Dataset entries
==============================

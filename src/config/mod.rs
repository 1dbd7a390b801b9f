use config::{Config, ConfigBuilder, ConfigError, Environment, File};
use config::builder::DefaultState;
use serde::Deserialize;
use std::env;

use crate::auth::hasher::DEFAULT_ROUNDS;

#[derive(Debug, Deserialize, Clone)]
pub struct ServerConfig {
    pub host: String,
    pub port: u16,
    pub workers: u32,
}

#[derive(Debug, Deserialize, Clone)]
pub struct DatabaseConfig {
    pub url: String,
    pub max_connections: u32,
}

/// How a failed login is reported back to the caller.
#[derive(Debug, Deserialize, Clone, Copy, PartialEq, Eq)]
#[serde(rename_all = "lowercase")]
pub enum FailurePolicy {
    /// Unknown user and wrong password look the same.
    Uniform,
    /// The caller learns which of the two happened.
    Distinct,
}

/// What a successful login hands back.
#[derive(Debug, Deserialize, Clone, Copy, PartialEq, Eq)]
#[serde(rename_all = "lowercase")]
pub enum PostLoginAction {
    Link,
    Redirect,
}

#[derive(Debug, Deserialize, Clone)]
pub struct AuthConfig {
    pub link_secret: String,
    pub link_expiry_seconds: i64,
    pub failure_policy: FailurePolicy,
    pub pbkdf2_rounds: u32,
    pub post_login: PostLoginAction,
    pub dashboard_path: String,
}

#[derive(Debug, Deserialize, Clone)]
pub struct CorsConfig {
    pub enabled: bool,
    pub allow_any_origin: bool,
    pub max_age: u32,
}

#[derive(Debug, Deserialize, Clone)]
pub struct Settings {
    pub environment: String,
    pub server: ServerConfig,
    pub database: DatabaseConfig,
    pub auth: AuthConfig,
    pub cors: CorsConfig,
}

fn with_defaults() -> Result<ConfigBuilder<DefaultState>, ConfigError> {
    Config::builder()
        .set_default("environment", "development")?
        .set_default("server.host", "127.0.0.1")?
        .set_default("server.port", 8080)?
        .set_default("server.workers", num_cpus::get() as i64)?
        .set_default("database.url", "sqlite://users.db")?
        .set_default("database.max_connections", 1)?
        .set_default("auth.link_secret", "development_secret")?
        .set_default("auth.link_expiry_seconds", 300)?
        .set_default("auth.failure_policy", "uniform")?
        .set_default("auth.pbkdf2_rounds", DEFAULT_ROUNDS as i64)?
        .set_default("auth.post_login", "link")?
        .set_default("auth.dashboard_path", "/dashboard")?
        .set_default("cors.enabled", true)?
        .set_default("cors.allow_any_origin", false)?
        .set_default("cors.max_age", 3600)
}

impl Settings {
    pub fn new() -> Result<Self, ConfigError> {
        Self::with_env_prefix("app")
    }

    /// Loads defaults, then `config/default` and `config/{RUN_MODE}` files,
    /// then `<PREFIX>_`-prefixed environment variables.
    pub fn with_env_prefix(prefix: &str) -> Result<Self, ConfigError> {
        let run_mode = env::var("RUN_MODE").unwrap_or_else(|_| "development".into());

        let s = with_defaults()?
            .add_source(File::with_name("config/default").required(false))
            .add_source(File::with_name(&format!("config/{}", run_mode)).required(false))
            // E.g., `APP_AUTH__FAILURE_POLICY=distinct` sets `Settings.auth.failure_policy`
            .add_source(
                Environment::with_prefix(prefix)
                    .prefix_separator("_")
                    .separator("__")
                    .try_parsing(true)
            )
            .build()?;

        s.try_deserialize()
    }

    /// Isolated settings backed by an in-memory database and a cheap hash cost.
    /// Ignores config files and the environment.
    pub fn in_memory() -> Result<Self, ConfigError> {
        with_defaults()?
            .set_override("environment", "test")?
            .set_override("database.url", "sqlite::memory:")?
            .set_override("database.max_connections", 1)?
            .set_override("auth.link_secret", "test_secret")?
            .set_override("auth.pbkdf2_rounds", 1000)?
            .set_override("server.workers", 1)?
            .build()?
            .try_deserialize()
    }
}

#[cfg(test)]
mod tests {
    use super::*;
    use std::env;

    const PREFIX: &str = "gatetest";

    fn cleanup_env() {
        for key in [
            "GATETEST_SERVER__PORT",
            "GATETEST_DATABASE__URL",
            "GATETEST_AUTH__FAILURE_POLICY",
            "GATETEST_AUTH__LINK_EXPIRY_SECONDS",
            "GATETEST_AUTH__POST_LOGIN",
        ] {
            env::remove_var(key);
        }
    }

    #[test]
    fn test_settings_defaults() {
        let settings = Settings::in_memory().expect("Failed to load settings");
        assert_eq!(settings.environment, "test");
        assert_eq!(settings.server.host, "127.0.0.1");
        assert_eq!(settings.server.port, 8080);
        assert_eq!(settings.database.url, "sqlite::memory:");
        assert_eq!(settings.database.max_connections, 1);
        assert_eq!(settings.auth.link_expiry_seconds, 300);
        assert_eq!(settings.auth.failure_policy, FailurePolicy::Uniform);
        assert_eq!(settings.auth.post_login, PostLoginAction::Link);
        assert_eq!(settings.auth.dashboard_path, "/dashboard");
    }

    #[test]
    fn test_environment_override() {
        cleanup_env();

        env::set_var("GATETEST_SERVER__PORT", "9000");
        env::set_var("GATETEST_DATABASE__URL", "sqlite://override.db");
        env::set_var("GATETEST_AUTH__FAILURE_POLICY", "distinct");
        env::set_var("GATETEST_AUTH__LINK_EXPIRY_SECONDS", "60");
        env::set_var("GATETEST_AUTH__POST_LOGIN", "redirect");

        let settings = Settings::with_env_prefix(PREFIX).expect("Failed to load settings");
        cleanup_env();

        assert_eq!(settings.server.port, 9000);
        assert_eq!(settings.server.workers as usize, num_cpus::get());
        assert_eq!(settings.database.url, "sqlite://override.db");
        assert_eq!(settings.auth.failure_policy, FailurePolicy::Distinct);
        assert_eq!(settings.auth.link_expiry_seconds, 60);
        assert_eq!(settings.auth.post_login, PostLoginAction::Redirect);
        assert_eq!(settings.auth.pbkdf2_rounds, DEFAULT_ROUNDS);
    }

    #[test]
    fn test_invalid_policy() {
        let result = with_defaults()
            .and_then(|b| b.set_override("auth.failure_policy", "sometimes"))
            .and_then(|b| b.build())
            .and_then(|c| c.try_deserialize::<Settings>());

        assert!(result.is_err(), "Expected error for unknown failure policy");
    }

    #[test]
    fn test_invalid_port() {
        let result = with_defaults()
            .and_then(|b| b.set_override("server.port", "invalid"))
            .and_then(|b| b.build())
            .and_then(|c| c.try_deserialize::<Settings>());

        assert!(result.is_err(), "Expected error for invalid port");
    }
}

==============================

Problem statement: Write each line above out exactly.

The answer:
filename src/config/mod.rs
repository 1dbd7a390b801b9f
use config::{Config, ConfigBuilder, ConfigError, Environment, File};
use config::builder::DefaultState;
use serde::Deserialize;
use std::env;

use crate::auth::hasher::DEFAULT_ROUNDS;

#[derive(Debug, Deserialize, Clone)]
pub struct ServerConfig {
    pub host: String,
    pub port: u16,
    pub workers: u32,
}

#[derive(Debug, Deserialize, Clone)]
pub struct DatabaseConfig {
    pub url: String,
    pub max_connections: u32,
}

/// How a failed login is reported back to the caller.
#[derive(Debug, Deserialize, Clone, Copy, PartialEq, Eq)]
#[serde(rename_all = "lowercase")]
pub enum FailurePolicy {
    /// Unknown user and wrong password look the same.
    Uniform,
    /// The caller learns which of the two happened.
    Distinct,
}

/// What a successful login hands back.
#[derive(Debug, Deserialize, Clone, Copy, PartialEq, Eq)]
#[serde(rename_all = "lowercase")]
pub enum PostLoginAction {
    Link,
    Redirect,
}

#[derive(Debug, Deserialize, Clone)]
pub struct AuthConfig {
    pub link_secret: String,
    pub link_expiry_seconds: i64,
    pub failure_policy: FailurePolicy,
    pub pbkdf2_rounds: u32,
    pub post_login: PostLoginAction,
    pub dashboard_path: String,
}

#[derive(Debug, Deserialize, Clone)]
pub struct CorsConfig {
    pub enabled: bool,
    pub allow_any_origin: bool,
    pub max_age: u32,
}

#[derive(Debug, Deserialize, Clone)]
pub struct Settings {
    pub environment: String,
    pub server: ServerConfig,
    pub database: DatabaseConfig,
    pub auth: AuthConfig,
    pub cors: CorsConfig,
}

fn with_defaults() -> Result<ConfigBuilder<DefaultState>, ConfigError> {
    Config::builder()
        .set_default("environment", "development")?
        .set_default("server.host", "127.0.0.1")?
        .set_default("server.port", 8080)?
        .set_default("server.workers", num_cpus::get() as i64)?
        .set_default("database.url", "sqlite://users.db")?
        .set_default("database.max_connections", 1)?
        .set_default("auth.link_secret", "development_secret")?
        .set_default("auth.link_expiry_seconds", 300)?
        .set_default("auth.failure_policy", "uniform")?
        .set_default("auth.pbkdf2_rounds", DEFAULT_ROUNDS as i64)?
        .set_default("auth.post_login", "link")?
        .set_default("auth.dashboard_path", "/dashboard")?
        .set_default("cors.enabled", true)?
        .set_default("cors.allow_any_origin", false)?
        .set_default("cors.max_age", 3600)
}

impl Settings {
    pub fn new() -> Result<Self, ConfigError> {
        Self::with_env_prefix("app")
    }

    /// Loads defaults, then `config/default` and `config/{RUN_MODE}` files,
    /// then `<PREFIX>_`-prefixed environment variables.
    pub fn with_env_prefix(prefix: &str) -> Result<Self, ConfigError> {
        let run_mode = env::var("RUN_MODE").unwrap_or_else(|_| "development".into());

        let s = with_defaults()?
            .add_source(File::with_name("config/default").required(false))
            .add_source(File::with_name(&format!("config/{}", run_mode)).required(false))
            // E.g., `APP_AUTH__FAILURE_POLICY=distinct` sets `Settings.auth.failure_policy`
            .add_source(
                Environment::with_prefix(prefix)
                    .prefix_separator("_")
                    .separator("__")
                    .try_parsing(true)
            )
            .build()?;

        s.try_deserialize()
    }

    /// Isolated settings backed by an in-memory database and a cheap hash cost.
    /// Ignores config files and the environment.
    pub fn in_memory() -> Result<Self, ConfigError> {
        with_defaults()?
            .set_override("environment", "test")?
            .set_override("database.url", "sqlite::memory:")?
            .set_override("database.max_connections", 1)?
            .set_override("auth.link_secret", "test_secret")?
            .set_override("auth.pbkdf2_rounds", 1000)?
            .set_override("server.workers", 1)?
            .build()?
            .try_deserialize()
    }
}

#[cfg(test)]
mod tests {
    use super::*;
    use std::env;

    const PREFIX: &str = "gatetest";

    fn cleanup_env() {
        for key in [
            "GATETEST_SERVER__PORT",
            "GATETEST_DATABASE__URL",
            "GATETEST_AUTH__FAILURE_POLICY",
            "GATETEST_AUTH__LINK_EXPIRY_SECONDS",
            "GATETEST_AUTH__POST_LOGIN",
        ] {
            env::remove_var(key);
        }
    }

    #[test]
    fn test_settings_defaults() {
        let settings = Settings::in_memory().expect("Failed to load settings");
        assert_eq!(settings.environment, "test");
        assert_eq!(settings.server.host, "127.0.0.1");
        assert_eq!(settings.server.port, 8080);
        assert_eq!(settings.database.url, "sqlite::memory:");
        assert_eq!(settings.database.max_connections, 1);
        assert_eq!(settings.auth.link_expiry_seconds, 300);
        assert_eq!(settings.auth.failure_policy, FailurePolicy::Uniform);
        assert_eq!(settings.auth.post_login, PostLoginAction::Link);
        assert_eq!(settings.auth.dashboard_path, "/dashboard");
    }

    #[test]
    fn test_environment_override() {
        cleanup_env();

        env::set_var("GATETEST_SERVER__PORT", "9000");
        env::set_var("GATETEST_DATABASE__URL", "sqlite://override.db");
        env::set_var("GATETEST_AUTH__FAILURE_POLICY", "distinct");
        env::set_var("GATETEST_AUTH__LINK_EXPIRY_SECONDS", "60");
        env::set_var("GATETEST_AUTH__POST_LOGIN", "redirect");

        let settings = Settings::with_env_prefix(PREFIX).expect("Failed to load settings");
        cleanup_env();

        assert_eq!(settings.server.port, 9000);
        assert_eq!(settings.server.workers as usize, num_cpus::get());
        assert_eq!(settings.database.url, "sqlite://override.db");
        assert_eq!(settings.auth.failure_policy, FailurePolicy::Distinct);
        assert_eq!(settings.auth.link_expiry_seconds, 60);
        assert_eq!(settings.auth.post_login, PostLoginAction::Redirect);
        assert_eq!(settings.auth.pbkdf2_rounds, DEFAULT_ROUNDS);
    }

    #[test]
    fn test_invalid_policy() {
        let result = with_defaults()
            .and_then(|b| b.set_override("auth.failure_policy", "sometimes"))
            .and_then(|b| b.build())
            .and_then(|c| c.try_deserialize::<Settings>());

        assert!(result.is_err(), "Expected error for unknown failure policy");
    }

    #[test]
    fn test_invalid_port() {
        let result = with_defaults()
            .and_then(|b| b.set_override("server.port", "invalid"))
            .and_then(|b| b.build())
            .and_then(|c| c.try_deserialize::<Settings>());

        assert!(result.is_err(), "Expected error for invalid port");
    }
}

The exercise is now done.